Race Supporters: “Devote yourselves to prayer, being watchful and thankful.” Colossians 4:2 (NIV)
All races have race supporters. Our race supporters are people like you – the ones who lift Hannah up in prayer and who give encouraging notes and words. We can’t thank you enough! Last year, at JDRF’s Walk for the Cure at Carowinds, we had 56 walkers and our team raised over $19,000! This will surely lead us to the finish line of finding a cure in Hannah’s lifetime! We invite you to join our team. Our goal for this year is to raise $20,000. There are many opportunities for our supporters. Some set aside a certain time of day to pray for Hannah as she deals with her diabetes – especially during school hours. There are so many challenges that face her there. Others send in a financial contribution to the JDRF. For those who wish to make a tax deductible donation to the Juvenile Diabetes Research Foundation, we ask that you send a check in the enclosed envelope by March 27th. Every dollar brings us one step closer to a cure! Hannah and Zach love to look for those colored envelopes in the mail each day! Those who are able may choose to wear our special team shirt and walk with us on April 19, 2008 at Carowinds. We appreciate your support in any or all of these ways! For those who would like to join us in walking for a cure at Carowinds this year, you may register online by going to www.jdrf.org and click on “Walk for the Cure” logo. At that point, follow the directions for registration for the walk in Charlotte, NC, at Paramount’s Carowinds on April 19th. You will need to register under our team name, “Hannah’s Dream Team” – team captain – Jennie Costner. There are incentives for those who raise $100 or more.

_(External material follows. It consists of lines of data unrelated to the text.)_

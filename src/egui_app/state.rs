//! Shared state types for the egui UI.

use std::path::PathBuf;

use egui::Color32;

use crate::config::AppSettings;
use crate::egui_app::ui::style;
use crate::prediction::{FieldError, FormFields, ModelSelection, ResultSet};

/// Top-level UI model consumed by the egui renderer.
#[derive(Clone, Debug)]
pub struct UiState {
    /// Which screen is active.
    pub screen: Screen,
    pub form: DiagnosisFormState,
    pub advice: AdviceUiState,
    pub settings: SettingsUiState,
    pub status: StatusBarState,
}

impl Default for UiState {
    fn default() -> Self {
        Self {
            screen: Screen::Diagnosis,
            form: DiagnosisFormState::default(),
            advice: AdviceUiState::default(),
            settings: SettingsUiState::default(),
            status: StatusBarState::idle(),
        }
    }
}

/// Screens reachable from the top bar.
#[derive(Clone, Copy, Debug, PartialEq, Eq)]
pub enum Screen {
    Diagnosis,
    Advice,
    Settings,
}

/// State for the diagnosis form and its result panel.
#[derive(Clone, Debug, Default)]
pub struct DiagnosisFormState {
    /// Raw text for each measurement input.
    pub fields: FormFields,
    /// Models the user has toggled on; empty means all.
    pub selection: ModelSelection,
    /// Validation problems from the last submit attempt.
    pub field_errors: Vec<FieldError>,
    /// True while the newest submission is outstanding.
    pub submitting: bool,
    /// Results of the last accepted response; empty until the first success.
    pub results: ResultSet,
    /// Bumped whenever `results` is replaced, so cached textures rebuild.
    pub results_revision: u64,
    /// Last request or server error, if any.
    pub last_error: Option<String>,
    /// Path of the most recently exported report.
    pub last_report: Option<PathBuf>,
}

/// State for the advice screen.
#[derive(Clone, Debug, Default)]
pub struct AdviceUiState {
    /// Index of the section open in the detail modal.
    pub open_section: Option<usize>,
}

/// Editable draft of the persisted settings.
#[derive(Clone, Debug, Default)]
pub struct SettingsUiState {
    /// Endpoint text being edited; applied on save after URL validation.
    pub endpoint_draft: String,
    /// Error from the last save attempt, if any.
    pub save_error: Option<String>,
}

impl SettingsUiState {
    pub fn from_settings(settings: &AppSettings) -> Self {
        Self {
            endpoint_draft: settings.endpoint.clone(),
            save_error: None,
        }
    }
}

/// Status badge + text shown in the footer.
#[derive(Clone, Debug, PartialEq)]
pub struct StatusBarState {
    pub text: String,
    pub badge_label: String,
    pub badge_color: Color32,
}

impl StatusBarState {
    pub fn idle() -> Self {
        Self {
            text: "Enter your measurements to get a prediction".into(),
            badge_label: "Idle".into(),
            badge_color: style::status_badge_color(style::StatusTone::Idle),
        }
    }
}
//! Application directory helpers anchored to a single `.diasense` folder.
//!
//! The helpers centralize where the settings file, exported reports, and log
//! files live across platforms, defaulting to the OS config directory (e.g.,
//! `%APPDATA%` on Windows) and allowing a `DIASENSE_CONFIG_HOME` override for
//! tests or portable setups.

use std::{
    path::PathBuf,
    sync::{LazyLock, Mutex},
};

use directories::BaseDirs;
use thiserror::Error;

/// Name of the application directory that lives under the OS config root.
pub const APP_DIR_NAME: &str = ".diasense";

static CONFIG_BASE_OVERRIDE: LazyLock<Mutex<Option<PathBuf>>> = LazyLock::new(|| Mutex::new(None));

/// Errors that can occur while resolving or preparing application directories.
#[derive(Debug, Error)]
pub enum AppDirError {
    /// No suitable base config directory could be resolved.
    #[error("No suitable base config directory available for application files")]
    NoBaseDir,
    /// Failed to create the application directory.
    #[error("Failed to create application directory at {path}: {source}")]
    CreateDir {
        path: PathBuf,
        source: std::io::Error,
    },
}

/// Return the root `.diasense` directory, creating it if needed.
pub fn app_root_dir() -> Result<PathBuf, AppDirError> {
    let base = config_base_dir().ok_or(AppDirError::NoBaseDir)?;
    let path = base.join(APP_DIR_NAME);
    std::fs::create_dir_all(&path).map_err(|source| AppDirError::CreateDir {
        path: path.clone(),
        source,
    })?;
    Ok(path)
}

/// Return the logs directory inside the `.diasense` root, creating it if needed.
pub fn logs_dir() -> Result<PathBuf, AppDirError> {
    let path = app_root_dir()?.join("logs");
    std::fs::create_dir_all(&path).map_err(|source| AppDirError::CreateDir {
        path: path.clone(),
        source,
    })?;
    Ok(path)
}

/// Return the default directory for exported reports, creating it if needed.
pub fn reports_dir() -> Result<PathBuf, AppDirError> {
    let path = app_root_dir()?.join("reports");
    std::fs::create_dir_all(&path).map_err(|source| AppDirError::CreateDir {
        path: path.clone(),
        source,
    })?;
    Ok(path)
}

fn config_base_dir() -> Option<PathBuf> {
    if let Some(path) = CONFIG_BASE_OVERRIDE
        .lock()
        .ok()
        .and_then(|guard| guard.clone())
    {
        return Some(path);
    }
    if let Ok(path) = std::env::var("DIASENSE_CONFIG_HOME") {
        return Some(PathBuf::from(path));
    }
    BaseDirs::new().map(|dirs| dirs.config_dir().to_path_buf())
}

#[cfg(test)]
static TEST_OVERRIDE_LOCK: Mutex<()> = Mutex::new(());

/// Scoped override of the base config directory for tests.
///
/// Holds a lock so overriding tests cannot interleave.
#[cfg(test)]
pub(crate) struct ConfigBaseGuard {
    _lock: std::sync::MutexGuard<'static, ()>,
}

#[cfg(test)]
impl ConfigBaseGuard {
    pub(crate) fn set(path: PathBuf) -> Self {
        let lock = TEST_OVERRIDE_LOCK
            .lock()
            .unwrap_or_else(|poisoned| poisoned.into_inner());
        let mut guard = CONFIG_BASE_OVERRIDE
            .lock()
            .expect("config base override mutex poisoned");
        *guard = Some(path);
        drop(guard);
        Self { _lock: lock }
    }
}

#[cfg(test)]
impl Drop for ConfigBaseGuard {
    fn drop(&mut self) {
        let mut guard = CONFIG_BASE_OVERRIDE
            .lock()
            .expect("config base override mutex poisoned");
        *guard = None;
    }
}

#[cfg(test)]
mod tests {
    use super::*;
    use tempfile::tempdir;

    #[test]
    fn uses_override_for_root_dir() {
        let base = tempdir().unwrap();
        let _guard = ConfigBaseGuard::set(base.path().to_path_buf());
        let root = app_root_dir().unwrap();
        assert_eq!(root, base.path().join(APP_DIR_NAME));
        assert!(root.is_dir());
    }

    #[test]
    fn reports_dir_nests_under_root() {
        let base = tempdir().unwrap();
        let _guard = ConfigBaseGuard::set(base.path().to_path_buf());
        let reports = reports_dir().unwrap();
        assert_eq!(reports, base.path().join(APP_DIR_NAME).join("reports"));
        assert!(reports.is_dir());
    }
}
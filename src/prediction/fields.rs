//! The fixed set of medical-measurement inputs and their validation.
//!
//! Field values are held as raw text while the user types; nothing is parsed
//! until submission. Validation is explicit: a submission either yields a
//! complete numeric payload or the full list of per-field problems.

use serde::{Deserialize, Serialize};

/// Closed set of measurement fields, in canonical form order.
#[derive(Clone, Copy, Debug, PartialEq, Eq, PartialOrd, Ord, Serialize, Deserialize)]
pub enum FieldKey {
    Pregnancies,
    Glucose,
    BloodPressure,
    SkinThickness,
    Insulin,
    Bmi,
    DiabetesPedigreeFunction,
    Age,
}

impl FieldKey {
    /// All fields in canonical form order.
    pub const ALL: [FieldKey; 8] = [
        FieldKey::Pregnancies,
        FieldKey::Glucose,
        FieldKey::BloodPressure,
        FieldKey::SkinThickness,
        FieldKey::Insulin,
        FieldKey::Bmi,
        FieldKey::DiabetesPedigreeFunction,
        FieldKey::Age,
    ];

    /// Name of the field in the service request body.
    pub fn wire_name(self) -> &'static str {
        match self {
            FieldKey::Pregnancies => "Pregnancies",
            FieldKey::Glucose => "Glucose",
            FieldKey::BloodPressure => "BloodPressure",
            FieldKey::SkinThickness => "SkinThickness",
            FieldKey::Insulin => "Insulin",
            FieldKey::Bmi => "BMI",
            FieldKey::DiabetesPedigreeFunction => "DiabetesPedigreeFunction",
            FieldKey::Age => "Age",
        }
    }

    /// Human-readable label shown next to the input.
    pub fn label(self) -> &'static str {
        match self {
            FieldKey::Pregnancies => "Pregnancies",
            FieldKey::Glucose => "Glucose (mg/dL)",
            FieldKey::BloodPressure => "Blood pressure (mm Hg)",
            FieldKey::SkinThickness => "Skin thickness (mm)",
            FieldKey::Insulin => "Insulin (mu U/ml)",
            FieldKey::Bmi => "BMI",
            FieldKey::DiabetesPedigreeFunction => "Diabetes pedigree function",
            FieldKey::Age => "Age (years)",
        }
    }

    fn index(self) -> usize {
        self as usize
    }
}

/// The 8 measurement inputs, each held as raw text until submission.
///
/// All keys are always present; the empty string is the initial,
/// valid-in-progress value.
#[derive(Clone, Debug, Default, PartialEq, Eq)]
pub struct FormFields {
    values: [String; 8],
}

impl FormFields {
    pub fn new() -> Self {
        Self::default()
    }

    /// Current text for one field.
    pub fn get(&self, key: FieldKey) -> &str {
        &self.values[key.index()]
    }

    /// Replace the text for one field. Accepts any text; validation is
    /// deferred to submission.
    pub fn set(&mut self, key: FieldKey, text: impl Into<String>) {
        self.values[key.index()] = text.into();
    }

    /// Mutable access for direct text-edit binding in the UI.
    pub fn get_mut(&mut self, key: FieldKey) -> &mut String {
        &mut self.values[key.index()]
    }

    /// Iterate fields in canonical order.
    pub fn iter(&self) -> impl Iterator<Item = (FieldKey, &str)> {
        FieldKey::ALL
            .iter()
            .map(|key| (*key, self.values[key.index()].as_str()))
    }

    /// Reset every field to the empty string.
    pub fn clear(&mut self) {
        for value in &mut self.values {
            value.clear();
        }
    }

    /// Normalize and parse every field, collecting per-field problems.
    ///
    /// Builds a fresh payload on every call; nothing is cached across
    /// submissions.
    pub fn validate(&self) -> Result<NumericPayload, Vec<FieldError>> {
        let mut values = [0f64; 8];
        let mut errors = Vec::new();
        for key in FieldKey::ALL {
            match parse_field(self.get(key)) {
                Ok(value) => values[key.index()] = value,
                Err(reason) => errors.push(FieldError { key, reason }),
            }
        }
        if errors.is_empty() {
            Ok(NumericPayload { values })
        } else {
            Err(errors)
        }
    }
}

/// Fully parsed measurement values, built fresh per submission.
#[derive(Clone, Copy, Debug, PartialEq)]
pub struct NumericPayload {
    values: [f64; 8],
}

impl NumericPayload {
    pub fn get(&self, key: FieldKey) -> f64 {
        self.values[key.index()]
    }
}

/// Why a single field failed validation.
#[derive(Clone, Copy, Debug, PartialEq, Eq)]
pub enum FieldErrorReason {
    /// The field was left empty.
    Empty,
    /// The text did not parse as a finite number after normalization.
    NotANumber,
}

/// A validation problem attached to one field.
#[derive(Clone, Copy, Debug, PartialEq, Eq)]
pub struct FieldError {
    pub key: FieldKey,
    pub reason: FieldErrorReason,
}

impl FieldError {
    /// Message rendered next to the offending input.
    pub fn message(&self) -> String {
        match self.reason {
            FieldErrorReason::Empty => format!("{}: enter a value", self.key.wire_name()),
            FieldErrorReason::NotANumber => {
                format!("{}: not a number", self.key.wire_name())
            }
        }
    }
}

/// Normalize user-entered decimal text: trims whitespace and accepts a
/// decimal comma in place of a decimal point.
pub fn normalize_decimal(text: &str) -> String {
    text.trim().replace(',', ".")
}

fn parse_field(text: &str) -> Result<f64, FieldErrorReason> {
    let normalized = normalize_decimal(text);
    if normalized.is_empty() {
        return Err(FieldErrorReason::Empty);
    }
    match normalized.parse::<f64>() {
        Ok(value) if value.is_finite() => Ok(value),
        _ => Err(FieldErrorReason::NotANumber),
    }
}

#[cfg(test)]
mod tests {
    use super::*;

    #[test]
    fn all_keys_always_present_with_latest_text() {
        let mut fields = FormFields::new();
        fields.set(FieldKey::Glucose, "120");
        fields.set(FieldKey::Glucose, "148");
        fields.set(FieldKey::Age, "33");

        let collected: Vec<_> = fields.iter().collect();
        assert_eq!(collected.len(), 8);
        assert_eq!(fields.get(FieldKey::Glucose), "148");
        assert_eq!(fields.get(FieldKey::Age), "33");
        assert_eq!(fields.get(FieldKey::Insulin), "");
    }

    #[test]
    fn decimal_comma_is_normalized_before_parsing() {
        let mut fields = FormFields::new();
        for key in FieldKey::ALL {
            fields.set(key, "1");
        }
        fields.set(FieldKey::Bmi, "33,6");
        let payload = fields.validate().unwrap();
        assert!((payload.get(FieldKey::Bmi) - 33.6).abs() < f64::EPSILON);
    }

    #[test]
    fn all_empty_fields_produce_eight_errors() {
        let fields = FormFields::new();
        let errors = fields.validate().unwrap_err();
        assert_eq!(errors.len(), 8);
        assert!(errors
            .iter()
            .all(|error| error.reason == FieldErrorReason::Empty));
    }

    #[test]
    fn non_numeric_text_is_rejected() {
        let mut fields = FormFields::new();
        for key in FieldKey::ALL {
            fields.set(key, "1");
        }
        fields.set(FieldKey::Insulin, "abc");
        let errors = fields.validate().unwrap_err();
        assert_eq!(errors.len(), 1);
        assert_eq!(errors[0].key, FieldKey::Insulin);
        assert_eq!(errors[0].reason, FieldErrorReason::NotANumber);
    }

    #[test]
    fn nan_and_infinity_text_are_rejected() {
        let mut fields = FormFields::new();
        for key in FieldKey::ALL {
            fields.set(key, "1");
        }
        for bad in ["NaN", "inf", "-inf"] {
            fields.set(FieldKey::Glucose, bad);
            let errors = fields.validate().unwrap_err();
            assert_eq!(errors[0].reason, FieldErrorReason::NotANumber);
        }
    }

    #[test]
    fn wire_names_match_the_service_contract() {
        assert_eq!(FieldKey::Bmi.wire_name(), "BMI");
        assert_eq!(
            FieldKey::DiabetesPedigreeFunction.wire_name(),
            "DiabetesPedigreeFunction"
        );
    }
}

I heard in a sermon this year that friends are a lot like stars – sometimes seen, but always there. We thank you for being Hannah’s stars.
“We always thank God for all of you, mentioning you in our prayers. We continually remember before our God and Father your work produced by faith, your labor prompted by love, and your endurance inspired by hope in our Lord Jesus Christ.” I Thessalonians 1:2-3 (NIV)
Finish Line: “For we walk by faith, not by sight.” 2 Corinthians 5:7 (KJV)
Hannah longs for the day when she won’t have to think about how many carbs she puts into her mouth. She dreams of the day when she won’t have to check her blood sugar 8 times (or more) per day. When will those annoying site changes and blood sugar checks be “history”? How much longer will she have to worry about “going low” or passing out? When will Mom and Dad finally get a full night’s uninterrupted sleep? When will Hannah finally get to enjoy regular ice cream or a Hershey bar – guilt-free? Will she ever be able to go on an overnight trip without having to worry about waking up in the middle of the night to check her blood sugar? When will she ever be able to do her ballet dancing or basketball playing without the worry of going “low”? Diabetes is not just a passing illness – it’s one she’ll never outgrow. And insulin is not a cure – only life support. The long term effects of diabetes are many, but we don’t choose to dwell on those. Our hope is that diabetes will be cured in her lifetime and we pray toward that end. The finish line – a cure for diabetes – awaits. The JDRF is dedicated to finding that cure. Thank you for joining us as we race together to the finish line!